On the other hand, when the triangle route is not used (No in process P9), the following sections are set as guarantee sections: the section between the care-of address CoA and the home address HoA of the requesting node; and the section between the home address HoA of the requesting node and the requested node (process P11).
Next, the resources in the guarantee sections set in the above process P10 or P11 are examined, and if there are requested resources, the resources are reserved (process P12).
If the resource reservation is successful (Yes in process P13), an OK response is returned so as to permit the acceptance (process P14). If the resource reservation is not successful (No in process P13), an NG response is returned so as to reject the acceptance (process P5).
Here, when the resource reservation server SV1 reserves the requested bandwidth, if there are sections in which encapsulation by Mobile IP is performed in IP network 100, it may also be possible to reserve an extra bandwidth considering for the encapsulation.
For example, in FIG. 8, encapsulation is performed in a section 103 between the mobile node MN1 and the mobility management server HA1. Accordingly, assuming that an average packet size in the above section is 500 bytes, and an IP header size added by encapsulation is 20 bytes, it becomes possible to guarantee for the increment of the overhead further, if the reservation in the section concerned is performed 1.04 [=(500+20)/500] times as many as the requested bandwidth.
Moreover, if the transfer processing capacity of the mobility management server HA1 is also managed as a resource, it may be possible to decide whether resource reservation is acceptable, taking the above transfer processing capacity into account.
For example, assuming that the bandwidth requested from the mobile node MN1 is 1Mbps, if the remaining transfer processing capacity in the mobility management server HA1 is only 500 kbps, the request for resource reservation is rejected to accept. By this, it becomes possible to avoid quality deterioration in originally guaranteed communication caused by a decreased transfer speed in the mobility management server HA1. Thus, an effect of the quality guarantee can be enhanced.

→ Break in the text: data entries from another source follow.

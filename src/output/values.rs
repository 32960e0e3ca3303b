use std::collections::BTreeMap;

use crate::system::snapshot::Sample;
use crate::usage::CpuUsage;

/// Metric name to value for one invocation.
#[derive(Clone, Debug, Default, PartialEq)]
pub struct MetricValues {
    values: BTreeMap<String, f64>,
}

impl MetricValues {
    pub fn new() -> Self {
        Self::default()
    }

    pub fn insert(&mut self, name: impl Into<String>, value: f64) {
        self.values.insert(name.into(), value);
    }

    pub fn get(&self, name: &str) -> Option<f64> {
        self.values.get(name).copied()
    }

    /// Load, process and TCP figures. None of these needs a previous sample.
    pub fn from_sample(sample: &Sample) -> Self {
        let cores = sample.cores as f64;
        let mut values = MetricValues::new();
        values.insert("loadavg1", sample.load.one / cores);
        values.insert("loadavg5", sample.load.five / cores);
        values.insert("loadavg15", sample.load.fifteen / cores);
        values.insert("all", sample.processes.all as f64);
        values.insert("running", sample.processes.running as f64);
        values.insert("active", sample.tcp.active_opens);
        values.insert("passive", sample.tcp.passive_opens);
        values.insert("overflows", sample.tcp.listen_overflows);
        values.insert("drops", sample.tcp.listen_drops);
        values
    }

    pub fn add_cpu_usage(&mut self, usage: &CpuUsage) {
        for (name, value) in usage.named() {
            self.insert(name, value);
        }
    }
}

FIG. 14 shows an exemplary embodiment of setting a guarantee section (process P10), when a triangle route is used (Yes in process P9) in FIG. 13.

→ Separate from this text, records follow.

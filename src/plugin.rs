//! One sampling cycle: read the kernel counters, diff CPU time against the
//! stored baseline, and write metric lines for mackerel-agent.

use std::io::{self, Write};

use thiserror::Error;
use tracing::{debug, info};

use crate::config::Config;
use crate::output::diff::{DiffTracker, diff_state_key};
use crate::output::schema::SchemaError;
use crate::output::{Emitter, MetricValues, Schema};
use crate::store::KvStore;
use crate::system::collector::Collector;
use crate::system::procfs::{ProcError, ProcFs};
use crate::usage::{CpuOutcome, DEFAULT_MAX_INTERVAL_SECS, UsageEngine, UsageError, snapshot_key};

#[derive(Debug, Error)]
pub enum PluginError {
    #[error(transparent)]
    Sample(#[from] ProcError),
    #[error(transparent)]
    Usage(#[from] UsageError),
    #[error(transparent)]
    Schema(#[from] SchemaError),
    #[error("failed to write metrics: {0}")]
    Output(#[from] io::Error),
}

#[derive(Clone, Copy, Debug, PartialEq)]
pub struct RunSummary {
    pub cpu: CpuOutcome,
    pub lines: usize,
}

pub struct Plugin<'a> {
    collector: Collector,
    schema: Schema,
    store: &'a dyn KvStore,
    uid: String,
    max_interval_secs: i64,
}

impl<'a> Plugin<'a> {
    pub fn new(
        collector: Collector,
        schema: Schema,
        store: &'a dyn KvStore,
        uid: impl Into<String>,
    ) -> Self {
        Plugin {
            collector,
            schema,
            store,
            uid: uid.into(),
            max_interval_secs: DEFAULT_MAX_INTERVAL_SECS,
        }
    }

    pub fn from_config(
        config: &Config,
        store: &'a dyn KvStore,
        uid: impl Into<String>,
    ) -> Result<Self, PluginError> {
        let schema = match &config.schema.path {
            Some(path) => Schema::from_path(path)?,
            None => Schema::builtin()?,
        };
        let collector = Collector::new(ProcFs::new(&config.general.proc_root));
        Ok(Plugin::new(collector, schema, store, uid)
            .with_max_interval(config.general.max_interval_secs))
    }

    pub fn with_max_interval(mut self, secs: i64) -> Self {
        self.max_interval_secs = secs;
        self
    }

    /// Run one cycle at unix time `now`, writing metric lines to `out`.
    ///
    /// Sampling failures and unreadable snapshots abort before anything is
    /// written. A stale or unusable baseline only withholds the CPU usage
    /// graph: the other metrics are written and the error is returned after.
    pub fn run<W: Write>(&self, out: &mut W, now: i64) -> Result<RunSummary, PluginError> {
        let sample = self.collector.sample()?;
        let mut values = MetricValues::from_sample(&sample);

        let engine = UsageEngine::new(self.store, snapshot_key(&self.uid))
            .with_max_interval(self.max_interval_secs);
        let cpu = match engine.advance(&sample.cpu_total, now) {
            Err(e) if e.is_fatal() => return Err(e.into()),
            cpu => cpu,
        };
        match &cpu {
            Ok(CpuOutcome::Usage(usage)) => values.add_cpu_usage(usage),
            Ok(CpuOutcome::ColdStart) => info!("first run, cpu usage starts next run"),
            Ok(CpuOutcome::Idle) | Err(_) => {}
        }

        let diff = DiffTracker::new(self.store, diff_state_key(&self.uid))
            .with_max_interval(self.max_interval_secs);
        let lines = Emitter::new(&self.schema, diff).emit(out, &values, now)?;
        debug!(lines, "metrics written");

        Ok(RunSummary { cpu: cpu?, lines })
    }
}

When communicating using the triangle route, the triangle route is specified in the route information of a request message originated from the mobile node MN1, as shown by (g) in FIG. 15. The resource reservation server SV1 reserves resources according to the route through which traffic flows between the mobile node MN1 and the correspondent node CN1, as shown in FIG. 14. More specifically, as guarantee sections, a forward route 101 from the care-of address CoA1 to the requested correspondent node CN1, a backward route 102 from the requested correspondent node CN1 to the home address HoA of the requesting node, and a backward route from the home address HoA of the requesting node to the care-of address CoA of the requesting node are set. Then, the resources on the above sections are reserved.

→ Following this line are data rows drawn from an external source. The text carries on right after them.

use std::path::{Path, PathBuf};

use serde::Deserialize;
use tracing::warn;

use crate::system::procfs::DEFAULT_PROC_ROOT;
use crate::usage::DEFAULT_MAX_INTERVAL_SECS;

#[derive(Debug, Default, Deserialize)]
#[serde(default)]
pub struct Config {
    pub general: GeneralConfig,
    pub schema: SchemaConfig,
}

#[derive(Debug, Deserialize)]
#[serde(default)]
pub struct GeneralConfig {
    /// State directory. `MACKEREL_PLUGIN_WORKDIR` takes precedence.
    pub workdir: Option<PathBuf>,
    pub proc_root: PathBuf,
    pub max_interval_secs: i64,
}

impl Default for GeneralConfig {
    fn default() -> Self {
        GeneralConfig {
            workdir: None,
            proc_root: PathBuf::from(DEFAULT_PROC_ROOT),
            max_interval_secs: DEFAULT_MAX_INTERVAL_SECS,
        }
    }
}

#[derive(Debug, Default, Deserialize)]
#[serde(default)]
pub struct SchemaConfig {
    /// Graph definitions to use instead of the built-in table.
    pub path: Option<PathBuf>,
}

pub fn config_path() -> Option<PathBuf> {
    dirs::config_dir().map(|p| p.join("mackerel-plugin-linux-usage").join("config.toml"))
}

pub fn load_config() -> Config {
    match config_path() {
        Some(path) if path.exists() => load_config_from_path(&path),
        _ => Config::default(),
    }
}

pub fn load_config_from_path(path: &Path) -> Config {
    match std::fs::read_to_string(path) {
        Ok(contents) => toml::from_str(&contents).unwrap_or_else(|e| {
            warn!(path = %path.display(), error = %e, "invalid config, using defaults");
            Config::default()
        }),
        Err(_) => Config::default(),
    }
}
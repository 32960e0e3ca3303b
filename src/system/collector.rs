use sysinfo::{ProcessRefreshKind, ProcessesToUpdate, System, UpdateKind};
use tracing::debug;

use super::procfs::{ProcError, ProcFs};
use super::snapshot::Sample;

pub struct Collector {
    procfs: ProcFs,
}

impl Default for Collector {
    fn default() -> Self {
        Self::new(ProcFs::default())
    }
}

impl Collector {
    pub fn new(procfs: ProcFs) -> Self {
        Collector { procfs }
    }

    /// Read every source once. Any source failing aborts the whole sample.
    pub fn sample(&self) -> Result<Sample, ProcError> {
        let _span = tracing::debug_span!("collector.sample").entered();

        let stat = self.procfs.cpu_stat()?;
        let load = self.procfs.load_avg()?;
        let processes = self.procfs.process_counts()?;
        let tcp = self.procfs.tcp_counters()?;

        debug!(
            cores = stat.cores,
            processes = processes.all,
            running = processes.running,
            "sampled {}",
            self.procfs.root().display()
        );

        Ok(Sample {
            cpu_total: stat.total,
            cores: stat.cores,
            load,
            processes,
            tcp,
        })
    }
}

/// Numeric uid owning this process, or `"0"` when it cannot be determined.
pub fn current_uid() -> String {
    let Ok(pid) = sysinfo::get_current_pid() else {
        return "0".to_string();
    };
    let mut sys = System::new();
    sys.refresh_processes_specifics(
        ProcessesToUpdate::Some(&[pid]),
        false,
        ProcessRefreshKind::nothing().with_user(UpdateKind::Always),
    );
    sys.process(pid)
        .and_then(|process| process.user_id())
        .map(|uid| (**uid).to_string())
        .unwrap_or_else(|| "0".to_string())
}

FIG. 16 shows a diagram illustrating an example when communication is performed using the route optimization in the flow shown in FIG. 13 (Yes in process P7).
When communication is performed by means of route optimization, the route optimization is specified in the route information of a request message from the mobile node MN1, as shown by (g) in FIG. 17. By this, the resource reservation server SV1 reserves resources according to direct route 101 through which traffic passes between the mobile node MN1 and the correspondent node CN1, as shown in FIG. 16.
FIG. 18 shows another example of an embodiment when the resource reservation server SV1 inquires of the mobility management server HA1 about the visiting location of the mobile node MN1. At the time of resource reservation, the mobile node MN1 describes only the home address as a requesting node address, as shown by (b) in FIG. 19, and transmits the reservation message to the resource reservation server SV1.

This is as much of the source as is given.